Source code for diffpy.utils.parsers.serialization

#!/usr/bin/env python
##############################################################################
#
# diffpy.utils      by DANSE Diffraction group
#                   Simon J. L. Billinge
#                   (c) 2010 The Trustees of Columbia University
#                   in the City of New York.  All rights reserved.
#
# File coded by:
#
# See AUTHORS.txt for a list of people who contributed.
# See LICENSE_DANSE.txt for license information.
#
##############################################################################

import json
import pathlib
import warnings

import numpy

from .custom_exceptions import ImproperSizeError, UnsupportedTypeError

# FIXME: add support for yaml, xml
supported_formats = [".json"]



[docs]
def serialize_data(
    filename,
    hdata: dict,
    data_table,
    dt_colnames=None,
    show_path=True,
    serial_file=None,
):
    """Serialize file data into a dictionary. Can also save dictionary into a
    serial language file. Dictionary is formatted as {filename: data}.

    Requires hdata and data_table (can be generated by loadData).

    Parameters
    ----------
    filename
        Name of the file whose data is being serialized.
    hdata: dict
        File metadata (generally related to data table).
    data_table: list or ndarray
        Data table.
    dt_colnames: list
        Names of each column in data_table. Every name in data_table_cols
        will be put into the Dictionary as a key with a value of that column
        in data_table (stored as a List).
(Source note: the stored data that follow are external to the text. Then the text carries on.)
use crate::buf::padding_to;
use crate::error::{Error, Result};

/// A savepoint into a [`ByteBuffer`]'s read cursor.
///
/// Obtained from [`ByteBuffer::mark`] and consumed by
/// [`ByteBuffer::reset_to`] to transactionally abandon a partial read
/// without losing any already-appended bytes.
#[derive(Debug, Clone, Copy)]
pub struct Mark(usize);

impl Mark {
    /// The buffer offset this mark was taken at.
    #[inline]
    pub(crate) fn offset(self) -> usize {
        self.0
    }
}

/// A growable byte window with a read cursor.
///
/// Bytes are appended at the tail (as they arrive off the transport) and
/// consumed from the head as they are parsed. [`compact`] discards
/// already-consumed bytes so memory use stays bounded by roughly one
/// in-flight message, and [`mark`]/[`reset_to`] let a caller abandon a
/// partial parse with zero side effects.
///
/// [`compact`]: Self::compact
/// [`mark`]: Self::mark
/// [`reset_to`]: Self::reset_to
#[derive(Debug, Default)]
pub struct ByteBuffer {
    data: Vec<u8>,
    read: usize,
}

impl ByteBuffer {
    /// Construct a new, empty buffer.
    pub fn new() -> Self {
        Self {
            data: Vec::new(),
            read: 0,
        }
    }

    /// Append bytes at the tail of the buffer.
    pub fn append(&mut self, bytes: &[u8]) {
        self.data.extend_from_slice(bytes);
    }

    /// The number of unconsumed bytes remaining in the buffer.
    #[inline]
    pub fn remaining(&self) -> usize {
        self.data.len() - self.read
    }

    /// The absolute read cursor position. Resets to `0` on every
    /// [`compact`][Self::compact].
    #[inline]
    pub fn position(&self) -> usize {
        self.read
    }

    /// Peek at the next `n` unconsumed bytes without advancing the cursor.
    ///
    /// Returns `None` (not an error) if fewer than `n` bytes are currently
    /// buffered; callers in this crate translate that into [`Error::need_more`].
    pub fn peek(&self, n: usize) -> Option<&[u8]> {
        if n > self.remaining() {
            return None;
        }

        Some(&self.data[self.read..self.read + n])
    }

    /// Advance the read cursor by `n` bytes.
    ///
    /// # Panics
    ///
    /// Panics if `n` exceeds [`remaining`][Self::remaining]. Callers must
    /// always check availability (via [`peek`][Self::peek] or
    /// [`take`][Self::take]) before consuming.
    pub fn consume(&mut self, n: usize) {
        assert!(n <= self.remaining(), "consume past buffer tail");
        self.read += n;
    }

    /// Peek and consume `n` bytes in one step.
    pub(crate) fn take(&mut self, n: usize) -> Result<&[u8]> {
        if n > self.remaining() {
            return Err(Error::need_more());
        }

        let start = self.read;
        self.read += n;
        Ok(&self.data[start..start + n])
    }

    /// Take a savepoint of the current read cursor.
    #[inline]
    pub fn mark(&self) -> Mark {
        Mark(self.read)
    }

    /// Roll the read cursor back to a previously taken savepoint.
    ///
    /// No bytes are discarded from the buffer; this only rewinds the
    /// cursor.
    #[inline]
    pub fn reset_to(&mut self, mark: Mark) {
        self.read = mark.0;
    }

    /// Advance the cursor to the next multiple of `boundary`, counted from
    /// `base` (typically the start of the current message or message body).
    ///
    /// Padding bytes are skipped without being validated as NUL, per the
    /// wire format's lenient-on-read policy. Fails with
    /// [`Error::need_more`] (and leaves the cursor untouched) if not enough
    /// bytes are buffered to reach the boundary.
    pub fn align(&mut self, base: usize, boundary: usize) -> Result<()> {
        let padding = padding_to(base, self.read, boundary);

        if padding == 0 {
            return Ok(());
        }

        if padding > self.remaining() {
            return Err(Error::need_more());
        }

        self.read += padding;
        Ok(())
    }

    /// Borrow the entire unconsumed region of the buffer.
    ///
    /// Used by the line reader to scan for a `CR LF` terminator without
    /// knowing its length up front.
    #[inline]
    pub(crate) fn remaining_slice(&self) -> &[u8] {
        &self.data[self.read..]
    }

    /// Discard all bytes up to the read cursor, resetting it to `0`.
    ///
    /// Called once per emitted message so resident memory stays bounded by
    /// roughly one in-flight message rather than growing for the lifetime
    /// of the session.
    pub fn compact(&mut self) {
        if self.read == 0 {
            return;
        }

        self.data.drain(..self.read);
        self.read = 0;
    }
}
Put None for columns without names.
        If dt_cols has less non-None entries than columns in data_table, the
        pair {'data table': data_table} will be put in the dictionary.
        (Default None: only entry {'data table': data_table} will be added to
        dictionary.)
    show_path: bool
        include a path element in the database entry (default True). If
        'path' is not included in hddata, extract path from filename.
    serial_file
        Serial language file to dump dictionary into. If None (default), no
        dumping will occur.

    Returns
    -------
    dict:
        Returns the dictionary loaded from/into the updated database file.
    """

    # compile data_table and hddata together
    data = {}

    # handle getting name of file for variety of filename types
    abs_path = pathlib.Path(filename).resolve()
    # add path to start of data if requested
    if show_path and "path" not in hdata.keys():
        data.update({"path": abs_path.as_posix()})
    # title the entry with name of file (taken from end of path)
    title = abs_path.name

    # first add data in hddata dict
    data.update(hdata)

    # second add named columns in dt_cols
    # performed second to prioritize overwriting hdata entries with data_
    # table column entries
    named_columns = 0  # initial value
    max_columns = 1  # higher than named_columns to trigger 'data table' entry
    if dt_colnames is not None:
        num_columns = [len(row) for row in data_table]
        max_columns = max(num_columns)
        num_col_names = len(dt_colnames)
        if (
            max_columns < num_col_names
        ):  # assume numpy.loadtxt gives non-irregular array
            raise ImproperSizeError(
                "More entries in dt_colnames than columns in data_table."
            )
        named_columns = 0
        for idx in range(num_col_names):
            colname = dt_colnames[idx]
            if colname is not None:
                if colname in hdata.keys():
                    warnings.warn(
                        (
                            f"Entry '{colname}' in hdata has been "
                            "overwritten by a data_table entry."
                        ),
                        RuntimeWarning,
                    )
                data.update({colname: list(data_table[:, idx])})
                named_columns += 1

    # finally add data_table as an entry named 'data table' if not all
    # columns were parsed
    if named_columns < max_columns:
        if "data table" in data.keys():
            warnings.warn(
                (
                    "Entry 'data table' in hdata has been "
                    "overwritten by data_table."
                ),
                RuntimeWarning,
            )
        data.update({"data table": data_table})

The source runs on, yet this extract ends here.